Scott Brown talks about the social production of content, with teams at Oracle fostering a wiki-based technical reading community and producing a volume of content and interactivity way beyond the scope of a single team directing recommendations. Kate Simpson describes how our information space needs have outgrown the strict document and folder hierarchy that has dominated computer operating systems and software for so long. We've grown so used to tagging things in albums on the Web, and using faceted discovery of programmes on our TV set-top boxes, that the old way just doesn't seem to cut it any more.
And in this month's Share article, Toby Ward looks at how the social intranet is increasing the sharing of knowledge.

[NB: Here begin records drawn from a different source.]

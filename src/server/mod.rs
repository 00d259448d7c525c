//! Local Hosting Runtime
//!
//! The handlers know nothing about HTTP. This module is the thin runtime
//! that receives HTTP requests, invokes the matching handler, and relays
//! its response.
//!
//! ## Architecture
//!
//! ```text
//! ┌─────────────────────────────────────────────────────────────┐
//! │                 axum Router (TraceLayer)                    │
//! │                                                             │
//! │  POST   /items        ──> CreateHandler                     │
//! │  GET    /items/{id}   ──> GetHandler                        │
//! │  DELETE /items/{id}   ──> DeleteHandler                     │
//! └──────────────────────────────┬──────────────────────────────┘
//!                                │
//!                                ▼
//!                  Arc<S: KeyValueStore> (one per process)
//! ```
//!
//! ## Example
//!
//! ```ignore
//! use itemkv::server::{serve, AppState};
//! use itemkv::storage::MemoryStore;
//! use std::sync::Arc;
//!
//! let store = Arc::new(MemoryStore::with_table("items"));
//! let listener = tokio::net::TcpListener::bind("127.0.0.1:3000").await?;
//! serve(listener, AppState::new(store, "items"), std::future::pending::<()>()).await?;
//! ```

pub mod routes;

// Re-export commonly used types
pub use routes::{router, serve, AppState, InvocationStats};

I can remember being at the BBC when having an intranet wiki was the sudden 'flavour of the month', or when implementing blogs internally was a strategy to 'transform business culture'. A few years later, and, as Toby points out, the penetration of this type of social software in intranets is immense. His article includes a brief case study on how the Province of British Columbia deployed social intranet tools and it is worth noting that, just like the rapid feedback loop involving the public in the recent British election, this is an organisational change that could not have been imagined even a couple of years ago. It is that rapid pace of change that makes our working environment so challenging...and, as far as I'm concerned, so rewarding and enjoyable.
Martin Belam is the contributing editor for the FUMSI 'Share' practice area.
This Share editorial appeared in FUMSI Magazine 30 (June 2010)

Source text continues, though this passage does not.